We will discuss the Moleculo technology in a later commentary, but here is the web-page version of the abstract.
The tunicates are an evolutionary group that includes species such as sea squirts and sea tulips. Their name comes from the structure known as a tunic that surrounds their sac-like bodies. As marine filter feeders, tunicates obtain nutrients by straining food particles from water, and they can live either alone or in colonies depending on the species. Charles Darwin suggested that tunicates may be the key to understanding the evolution of vertebrates, and indeed today they are regarded as the closest living relatives of this group.
Colonial tunicates can reproduce either sexually, or asexually by budding. Compatible colonies have the ability to recognize one another and to fuse their blood vessels to form a single organism, whereas incompatible colonies reject one another and remain separate. This recognition process bears some resemblance to the rejection of foreign organ transplants in mammals.
Here, Voskoboynik and co-workers present the first genome sequence of a colonial tunicate, Botryllus schlosseri. They used a novel sequencing approach that significantly increased the length of a DNA molecule that can be determined by next-generation sequencing, and allowed large DNA repeat regions to be easily resolved. In total, they sequenced 580 million base pairs of DNA, which they estimate contains roughly 27,000 genes.

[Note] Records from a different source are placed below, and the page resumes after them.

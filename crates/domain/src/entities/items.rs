//! Item catalog records
//!
//! One struct per item family, mirroring the storage collaborator's tables.
//! The rules engine only reads these: weapons feed the weapon-stats engine,
//! armor and shields feed the armor-class engine, and everything with a
//! weight feeds encumbrance.

use chrono::{DateTime, Utc};
use serde::{Deserialize, Serialize};

use crate::ids::{ItemId, SpellId};

/// Broad weapon handling category. Ranged and hurled weapons use the
/// dexterity missile modifier and never gain the strength damage bonus.
#[derive(Debug, Clone, Copy, PartialEq, Eq, Serialize, Deserialize)]
pub enum WeaponCategory {
    Melee,
    Ranged,
    Hurled,
    /// Unknown category for forward compatibility
    #[serde(other)]
    Unknown,
}

impl WeaponCategory {
    /// Ranged and hurled weapons share the missile-fire rules.
    pub fn is_missile(&self) -> bool {
        matches!(self, Self::Ranged | Self::Hurled)
    }
}

impl std::fmt::Display for WeaponCategory {
    fn fmt(&self, f: &mut std::fmt::Formatter<'_>) -> std::fmt::Result {
        match self {
            Self::Melee => write!(f, "Melee"),
            Self::Ranged => write!(f, "Ranged"),
            Self::Hurled => write!(f, "Hurled"),
            Self::Unknown => write!(f, "Unknown"),
        }
    }
}

impl std::str::FromStr for WeaponCategory {
    type Err = ();

    fn from_str(s: &str) -> Result<Self, Self::Err> {
        match s {
            "Melee" => Ok(Self::Melee),
            "Ranged" => Ok(Self::Ranged),
            "Hurled" => Ok(Self::Hurled),
            _ => Ok(Self::Unknown),
        }
    }
}

#[derive(Debug, Clone, Serialize, Deserialize)]
pub struct Weapon {
    pub id: ItemId,
    /// Display name; may carry a "+N" enchantment and a named suffix
    /// (e.g. "Longsword +1 of Fire"). See [`crate::rules::weapon`] for the
    /// parsing rules.
    pub name: String,
    pub category: WeaponCategory,
    pub weapon_class: i32,
    pub cost: f64,
    pub weight: i32,
    /// Base damage dice, e.g. "1d8"
    pub damage: String,
    pub damage_two_handed: Option<String>,
    /// Missile weapons only: shots per round, e.g. "1/1", "3/2"
    pub rate_of_fire: Option<String>,
    pub range_short: Option<i32>,
    pub range_medium: Option<i32>,
    pub range_long: Option<i32>,
    pub created_at: DateTime<Utc>,
    pub updated_at: DateTime<Utc>,
}

/// Armor weight class; medium and heavy armor suppress class abilities that
/// require mobility (Barbarian run, agile AC bonus).
#[derive(Debug, Clone, Copy, PartialEq, Eq, Serialize, Deserialize)]
pub enum ArmorWeightClass {
    Light,
    Medium,
    Heavy,
    /// Unknown class for forward compatibility
    #[serde(other)]
    Unknown,
}

impl ArmorWeightClass {
    pub fn is_medium_or_heavy(&self) -> bool {
        matches!(self, Self::Medium | Self::Heavy)
    }
}

impl std::fmt::Display for ArmorWeightClass {
    fn fmt(&self, f: &mut std::fmt::Formatter<'_>) -> std::fmt::Result {
        match self {
            Self::Light => write!(f, "Light"),
            Self::Medium => write!(f, "Medium"),
            Self::Heavy => write!(f, "Heavy"),
            Self::Unknown => write!(f, "Unknown"),
        }
    }
}

impl std::str::FromStr for ArmorWeightClass {
    type Err = ();

    fn from_str(s: &str) -> Result<Self, Self::Err> {
        match s {
            "Light" => Ok(Self::Light),
            "Medium" => Ok(Self::Medium),
            "Heavy" => Ok(Self::Heavy),
            _ => Ok(Self::Unknown),
        }
    }
}

#[derive(Debug, Clone, Serialize, Deserialize)]
pub struct Armor {
    pub id: ItemId,
    pub name: String,
    pub armor_type: String,
    /// Armor class granted while worn; replaces the unarmored base of 9
    /// (lower is better)
    pub ac: i32,
    pub cost: f64,
    pub damage_reduction: i32,
    pub weight: i32,
    pub weight_class: ArmorWeightClass,
    pub movement_rate: i32,
    pub created_at: DateTime<Utc>,
    pub updated_at: DateTime<Utc>,
}

#[derive(Debug, Clone, Serialize, Deserialize)]
pub struct Shield {
    pub id: ItemId,
    pub name: String,
    /// Subtracted from AC while equipped
    pub defense_modifier: i32,
    pub cost: f64,
    pub weight: i32,
    pub created_at: DateTime<Utc>,
    pub updated_at: DateTime<Utc>,
}

#[derive(Debug, Clone, Serialize, Deserialize)]
pub struct Potion {
    pub id: ItemId,
    pub name: String,
    pub description: String,
    pub created_at: DateTime<Utc>,
    pub updated_at: DateTime<Utc>,
}

#[derive(Debug, Clone, Serialize, Deserialize)]
pub struct Ring {
    pub id: ItemId,
    pub name: String,
    pub description: String,
    pub cost: f64,
    pub created_at: DateTime<Utc>,
    pub updated_at: DateTime<Utc>,
}

#[derive(Debug, Clone, Serialize, Deserialize)]
pub struct SpellScroll {
    pub id: ItemId,
    pub spell_id: SpellId,
    pub spell_name: String,
    pub casting_level: i32,
    pub cost: f64,
    pub created_at: DateTime<Utc>,
    pub updated_at: DateTime<Utc>,
}

#[derive(Debug, Clone, Serialize, Deserialize)]
pub struct Container {
    pub id: ItemId,
    pub name: String,
    pub max_weight: f64,
    pub allowed_items: Option<String>,
    pub cost: f64,
    pub weight: i32,
    pub created_at: DateTime<Utc>,
    pub updated_at: DateTime<Utc>,
}

/// Mundane adventuring gear (rope, torches, rations, ...).
#[derive(Debug, Clone, Serialize, Deserialize)]
pub struct Equipment {
    pub id: ItemId,
    pub name: String,
    pub cost: f64,
    pub weight: f64,
    pub created_at: DateTime<Utc>,
    pub updated_at: DateTime<Utc>,
}

#[derive(Debug, Clone, Serialize, Deserialize)]
pub struct MagicItem {
    pub id: ItemId,
    pub name: String,
    pub item_type: String,
    pub description: String,
    pub charges: Option<i32>,
    pub weight: i32,
    pub created_at: DateTime<Utc>,
    pub updated_at: DateTime<Utc>,
}

/// A spellbook item; arcane casters can only prepare spells stored in a
/// spellbook they carry.
#[derive(Debug, Clone, Serialize, Deserialize)]
pub struct Spellbook {
    pub id: ItemId,
    pub name: String,
    pub description: String,
    pub total_pages: i32,
    pub used_pages: i32,
    /// IDs of the spells scribed into this book
    pub spells_stored: Vec<SpellId>,
    pub value: i32,
    pub weight: f64,
    pub created_at: DateTime<Utc>,
    pub updated_at: DateTime<Utc>,
}

impl Spellbook {
    pub fn contains(&self, spell_id: SpellId) -> bool {
        self.spells_stored.contains(&spell_id)
    }
}

#[cfg(test)]
mod tests {
    use super::*;
    use std::str::FromStr;

    #[test]
    fn missile_categories() {
        assert!(WeaponCategory::Ranged.is_missile());
        assert!(WeaponCategory::Hurled.is_missile());
        assert!(!WeaponCategory::Melee.is_missile());
    }

    #[test]
    fn unknown_strings_parse_to_unknown() {
        assert_eq!(
            WeaponCategory::from_str("Siege"),
            Ok(WeaponCategory::Unknown)
        );
        assert_eq!(
            ArmorWeightClass::from_str("Plated"),
            Ok(ArmorWeightClass::Unknown)
        );
    }

    #[test]
    fn medium_and_heavy_armor_flagged() {
        assert!(ArmorWeightClass::Medium.is_medium_or_heavy());
        assert!(ArmorWeightClass::Heavy.is_medium_or_heavy());
        assert!(!ArmorWeightClass::Light.is_medium_or_heavy());
    }
}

By comparing the B. schlosseri genome with those of a number of vertebrates, Voskoboynik et al. identified multiple B. schlosseri genes that also participate in the development and functioning of the vertebrate eye, heart, and auditory system, as well as others that may have contributed to the evolution of the immune system and of blood cells. The genome of B. schlosseri thus provides an important new tool for studying the genetic basis of the evolution of vertebrates.